Now that we have the values we want to plot, we use ax.plot() to make the plots.

fig, ax = plt.subplots(1, 1)
ax.set_xlabel('$x$')
ax.set_ylabel('$I(x)/I_0$')

_ = ax.plot(x, norm_I)

By default, ax.plot() plots lines. We could also plot dots (which doesn't make sense here, but we'll show it just to see). We use some of plt.plot()'s many possible keyword arguments.

fig, ax = plt.subplots(1, 1)
ax.set_xlabel('$x$')
ax.set_ylabel('$I(x)/I_0$')

_ = ax.plot(x, norm_I, marker='.', linestyle='none')

There is one detail I swept under the rug here. What happens if we compute the function for $x = 0$.

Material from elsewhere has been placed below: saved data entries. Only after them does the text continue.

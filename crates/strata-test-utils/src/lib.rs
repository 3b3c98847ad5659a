//! Utilities shared by Strata tests.
//!
//! The fixture schema declares a small set of entity types covering every
//! field kind and both reference ownerships:
//!
//! - `Named`: keyed by `name`.
//! - `NamedChild`: owned by a `Named` through `owner`.
//! - `Parent` / `Child` / `Grandchild`: a chain of owned references.
//! - `Sample`: scalars, a nullable reference, a reference list and a
//!   symbolic reference to `Named`.

mod fixtures;

pub use fixtures::*;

4 * (scipy.special.j1(0) / 0)**2

/Users/Justin/anaconda/lib/python3.6/site-packages/ipykernel_launcher.py:1: RuntimeWarning: invalid value encountered in double_scalars
  """Entry point for launching an IPython kernel.

nan

We get a RuntimeWarning because we divided by zero. We know that

\begin{align} \lim_{x\to 0} \frac{J_1(x)}{x} = \frac{1}{2}, \end{align}

so we could write a new function that checks if $x = 0$ and returns the appropriate limit for $x = 0$. In the $x$ array I constructed for the plot, we hopped over zero, so it was never evaluated.

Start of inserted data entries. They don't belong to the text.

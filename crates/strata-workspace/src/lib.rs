//! Caller-side holder of the workspace entity storage.
//!
//! [`WorkspaceModel`] owns the current [`strata_storage::EntityStorage`]
//! snapshot, serialises writers and tells subscribers what changed after each
//! publish. [`project_model`] declares the entity types of an IDE project
//! (modules, content roots, libraries and dependencies between them).

mod error;
mod events;
mod model;
pub mod project_model;

pub use error::{Result, WorkspaceError};
pub use events::{SubscriptionId, VersionedStorageChange};
pub use model::WorkspaceModel;
use std::io::Write;

use pretty_assertions::assert_eq;
use strata_config::{ConfigError, ConsistencyChecks, MetadataConflictPolicy, StrataConfig};
use tempfile::NamedTempFile;

#[test]
fn loads_every_section_from_disk() {
    let mut file = NamedTempFile::new().expect("tempfile");
    write!(
        file,
        r#"
[logging]
level = "debug"
json = true
stderr = false

[storage]
consistency_checks = "strict"
page_size = 32

[metadata]
on_conflict = "first_wins"

[workspace]
rebase_stale_builders = false
slow_listener_ms = 5
"#
    )
    .expect("write config");

    let config = StrataConfig::load_from_path(file.path()).expect("config should load");

    assert_eq!(config.logging.level, "debug");
    assert!(config.logging.json);
    assert!(!config.logging.stderr);
    assert_eq!(config.storage.consistency_checks, ConsistencyChecks::Strict);
    assert_eq!(config.storage.page_size, 32);
    assert_eq!(config.metadata.on_conflict, MetadataConflictPolicy::FirstWins);
    assert!(config.metadata.freeze_on_load);
    assert!(!config.workspace.rebase_stale_builders);
    assert_eq!(config.workspace.slow_listener_ms, 5);
}

#[test]
fn missing_file_reports_the_path() {
    let dir = tempfile::tempdir().expect("tempdir");
    let path = dir.path().join("strata.toml");

    let err = StrataConfig::load_from_path(&path).expect_err("file does not exist");

    match err {
        ConfigError::Io { path: reported, .. } => assert_eq!(reported, path.display().to_string()),
        other => panic!("unexpected error: {other:?}"),
    }
}

#[test]
fn bad_enum_value_is_a_toml_error() {
    let err = StrataConfig::load_from_str_with_diagnostics(
        "[storage]\nconsistency_checks = \"paranoid\"\n",
    )
    .expect_err("unknown variant");

    let message = err.to_string();
    assert!(message.starts_with("failed to parse toml config"), "{message}");
}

Plotting time series data¶

Now that we know how to make an $x$-$y$ plot, we can plot some real data. The file ~/git/data/retina_spikes.csv contains data from Markus Meister's group, collected by graduate students Dawna Bagherian and Kyu Lee. They put electrodes in the retinal cells of a mouse and measured voltage. From the time trace of voltage, they can detect and characterize spiking events. The first column of the CSV file is the time in milliseconds (ms) that the measurement was taken, and the second column is the voltage in units of microvolts (µV). The first two rows of the CSV file have text describing the data, so we will ignore those using the skiprows kwarg of np.loadtxt(). Since we also have two columns, we need to specify a delimiter using the delimiter kwarg, in this case delimiter=','.

# Load in data set
data = np.loadtxt('data/retina_spikes.csv', skiprows=2, delimiter=',')

# Slice out time and voltage
t = data[:,0]
V = data[:,1]

Now that we have the data, we know how to plot it using ax.plot()! When we make our figure, we will use the figsize kwarg to make it longer in the horizontal direction, which we often want to do with time series data. The figsize kwarg takes a 2-tuple containing the width and height of the figure, in inches.

fig, ax = plt.subplots(1, 1, figsize=(10, 3))
ax.set_xlabel('t (ms)')
ax.set_ylabel('V (µV)')

_ = ax.plot(t, V)

That is a lot of data, and we can see the spikes corresponding to action potentials. We can zoom interactively to look at individual spikes, or we can set the limits of the $x$-axis using ax.set_xlim().

fig, ax = plt.subplots(1, 1, figsize=(10, 3))
ax.set_xlim(1395, 1400)
ax.set_xlabel('t (ms)')
ax.set_ylabel('V (µV)')

_ = ax.plot(t, V)

This gives a clearer picture of a spike. Now, you could use your new programming skills to find all the spikes in the signal automatically (which is what Dawna and Kyu do in their research). We won't cover that in our bootcamp, but you can take BE/Bi 103 if you want to learn about that.

Ok, now that you have the basics of plotting (and of Numpy), we'll spend the next two lessons practicing to sharpen your skills.